> [Exercise instructions]
What must be returned is the number of lines in the records holding the word "radius", with no other text.

> [Recorded information]
----

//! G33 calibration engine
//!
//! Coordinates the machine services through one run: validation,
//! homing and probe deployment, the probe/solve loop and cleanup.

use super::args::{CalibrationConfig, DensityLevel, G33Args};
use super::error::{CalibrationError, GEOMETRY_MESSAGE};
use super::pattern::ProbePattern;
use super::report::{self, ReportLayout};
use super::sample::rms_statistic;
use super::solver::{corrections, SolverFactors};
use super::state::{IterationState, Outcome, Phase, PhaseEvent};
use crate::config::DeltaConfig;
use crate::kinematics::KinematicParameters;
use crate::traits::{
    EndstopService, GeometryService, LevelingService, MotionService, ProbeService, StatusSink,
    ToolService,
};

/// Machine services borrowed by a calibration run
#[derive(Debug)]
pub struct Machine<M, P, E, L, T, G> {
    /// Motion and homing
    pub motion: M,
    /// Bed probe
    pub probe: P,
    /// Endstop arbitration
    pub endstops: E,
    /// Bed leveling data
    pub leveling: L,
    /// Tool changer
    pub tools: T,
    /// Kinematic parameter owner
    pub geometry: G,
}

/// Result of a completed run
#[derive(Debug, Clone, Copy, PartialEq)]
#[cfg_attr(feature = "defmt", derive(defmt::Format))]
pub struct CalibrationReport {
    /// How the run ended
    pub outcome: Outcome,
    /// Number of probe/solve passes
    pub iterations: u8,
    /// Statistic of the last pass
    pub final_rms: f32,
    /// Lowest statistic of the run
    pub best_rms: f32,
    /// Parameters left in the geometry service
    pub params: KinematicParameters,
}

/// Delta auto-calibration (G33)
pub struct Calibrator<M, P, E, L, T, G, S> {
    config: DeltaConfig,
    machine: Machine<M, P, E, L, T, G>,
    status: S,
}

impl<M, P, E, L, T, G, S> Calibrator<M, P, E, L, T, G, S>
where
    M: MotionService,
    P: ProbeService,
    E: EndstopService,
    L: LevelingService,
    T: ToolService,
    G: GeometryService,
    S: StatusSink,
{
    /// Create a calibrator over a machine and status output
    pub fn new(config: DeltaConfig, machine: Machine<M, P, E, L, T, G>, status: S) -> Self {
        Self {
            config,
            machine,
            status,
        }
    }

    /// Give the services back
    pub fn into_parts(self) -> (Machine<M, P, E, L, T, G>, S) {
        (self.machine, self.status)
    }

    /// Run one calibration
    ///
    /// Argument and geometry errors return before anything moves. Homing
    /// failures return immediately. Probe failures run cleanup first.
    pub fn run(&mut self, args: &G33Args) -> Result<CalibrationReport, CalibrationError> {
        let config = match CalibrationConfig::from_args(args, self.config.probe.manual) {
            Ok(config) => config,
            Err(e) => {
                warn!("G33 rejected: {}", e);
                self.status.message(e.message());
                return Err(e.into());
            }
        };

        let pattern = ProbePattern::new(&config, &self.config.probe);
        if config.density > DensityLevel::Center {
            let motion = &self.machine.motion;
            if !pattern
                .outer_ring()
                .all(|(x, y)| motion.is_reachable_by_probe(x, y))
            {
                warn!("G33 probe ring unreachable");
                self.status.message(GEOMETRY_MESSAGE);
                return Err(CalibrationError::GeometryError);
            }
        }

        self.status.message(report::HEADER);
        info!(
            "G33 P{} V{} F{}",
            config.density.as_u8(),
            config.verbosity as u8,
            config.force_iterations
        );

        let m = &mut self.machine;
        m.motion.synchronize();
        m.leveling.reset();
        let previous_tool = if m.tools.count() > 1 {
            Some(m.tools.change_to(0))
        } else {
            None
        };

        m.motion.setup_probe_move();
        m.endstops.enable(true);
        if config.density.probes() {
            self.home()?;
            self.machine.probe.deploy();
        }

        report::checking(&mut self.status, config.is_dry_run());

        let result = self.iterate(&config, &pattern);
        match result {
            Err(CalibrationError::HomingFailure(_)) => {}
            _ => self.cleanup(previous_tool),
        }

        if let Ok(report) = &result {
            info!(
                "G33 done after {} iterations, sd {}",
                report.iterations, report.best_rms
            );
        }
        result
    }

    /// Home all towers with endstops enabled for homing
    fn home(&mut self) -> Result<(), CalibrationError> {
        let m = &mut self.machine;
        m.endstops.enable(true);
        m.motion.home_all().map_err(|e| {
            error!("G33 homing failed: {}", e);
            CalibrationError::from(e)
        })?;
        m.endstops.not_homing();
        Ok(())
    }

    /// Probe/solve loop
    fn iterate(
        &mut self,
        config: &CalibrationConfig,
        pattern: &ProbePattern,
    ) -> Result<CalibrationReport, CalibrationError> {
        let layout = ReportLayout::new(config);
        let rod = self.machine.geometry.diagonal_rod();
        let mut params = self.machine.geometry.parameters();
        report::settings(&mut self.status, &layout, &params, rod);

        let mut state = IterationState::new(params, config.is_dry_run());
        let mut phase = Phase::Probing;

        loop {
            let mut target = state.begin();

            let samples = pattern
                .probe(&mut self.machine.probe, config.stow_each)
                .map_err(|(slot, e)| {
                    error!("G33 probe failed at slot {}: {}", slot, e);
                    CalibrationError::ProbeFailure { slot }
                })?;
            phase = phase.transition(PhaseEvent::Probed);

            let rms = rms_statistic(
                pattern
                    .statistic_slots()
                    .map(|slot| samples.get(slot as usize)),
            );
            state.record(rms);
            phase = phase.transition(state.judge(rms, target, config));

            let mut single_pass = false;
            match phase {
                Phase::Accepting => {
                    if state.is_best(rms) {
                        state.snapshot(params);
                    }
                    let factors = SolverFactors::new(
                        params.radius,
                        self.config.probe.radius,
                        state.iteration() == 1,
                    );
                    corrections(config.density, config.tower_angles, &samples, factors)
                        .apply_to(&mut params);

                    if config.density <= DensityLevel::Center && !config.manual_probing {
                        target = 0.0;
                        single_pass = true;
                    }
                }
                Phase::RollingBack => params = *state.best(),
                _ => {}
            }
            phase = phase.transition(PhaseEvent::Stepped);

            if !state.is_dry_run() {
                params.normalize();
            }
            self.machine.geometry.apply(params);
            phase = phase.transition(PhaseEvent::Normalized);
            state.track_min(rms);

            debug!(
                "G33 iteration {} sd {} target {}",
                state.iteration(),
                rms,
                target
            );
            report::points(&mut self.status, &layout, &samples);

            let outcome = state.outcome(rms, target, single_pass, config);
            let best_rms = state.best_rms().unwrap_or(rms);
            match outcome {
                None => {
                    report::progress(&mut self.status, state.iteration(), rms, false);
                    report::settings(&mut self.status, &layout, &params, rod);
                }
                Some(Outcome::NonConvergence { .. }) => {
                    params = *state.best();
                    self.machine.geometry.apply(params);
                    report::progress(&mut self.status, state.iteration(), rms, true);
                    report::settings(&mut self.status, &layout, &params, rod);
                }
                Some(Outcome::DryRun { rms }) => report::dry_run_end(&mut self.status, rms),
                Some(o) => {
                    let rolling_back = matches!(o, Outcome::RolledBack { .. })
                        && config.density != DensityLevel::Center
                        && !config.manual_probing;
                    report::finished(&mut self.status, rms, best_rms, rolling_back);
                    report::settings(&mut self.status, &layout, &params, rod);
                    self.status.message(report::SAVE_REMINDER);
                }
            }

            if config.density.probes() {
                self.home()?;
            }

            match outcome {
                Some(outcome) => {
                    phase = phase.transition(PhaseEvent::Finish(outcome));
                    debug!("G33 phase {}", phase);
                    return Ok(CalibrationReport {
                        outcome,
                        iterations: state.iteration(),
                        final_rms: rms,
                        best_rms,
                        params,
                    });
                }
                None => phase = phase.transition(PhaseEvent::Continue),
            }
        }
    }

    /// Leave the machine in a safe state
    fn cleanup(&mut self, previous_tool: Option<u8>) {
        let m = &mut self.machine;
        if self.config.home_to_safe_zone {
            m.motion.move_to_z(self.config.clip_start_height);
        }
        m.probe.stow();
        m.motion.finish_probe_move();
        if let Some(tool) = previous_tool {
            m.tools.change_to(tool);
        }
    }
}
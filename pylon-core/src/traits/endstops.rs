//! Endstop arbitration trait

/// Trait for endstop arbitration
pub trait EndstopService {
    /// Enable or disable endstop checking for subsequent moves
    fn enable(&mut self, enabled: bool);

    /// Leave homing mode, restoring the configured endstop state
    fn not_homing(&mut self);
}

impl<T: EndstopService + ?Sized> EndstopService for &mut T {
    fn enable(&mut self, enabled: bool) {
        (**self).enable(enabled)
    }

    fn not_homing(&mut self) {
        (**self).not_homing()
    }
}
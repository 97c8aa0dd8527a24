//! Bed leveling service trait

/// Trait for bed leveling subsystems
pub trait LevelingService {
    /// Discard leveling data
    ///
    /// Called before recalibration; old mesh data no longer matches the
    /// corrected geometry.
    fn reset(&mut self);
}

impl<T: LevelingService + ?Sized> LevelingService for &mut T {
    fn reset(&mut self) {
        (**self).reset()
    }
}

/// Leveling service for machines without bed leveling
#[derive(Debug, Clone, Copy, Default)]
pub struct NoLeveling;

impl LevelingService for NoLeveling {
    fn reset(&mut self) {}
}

----

> [Result of the task]
2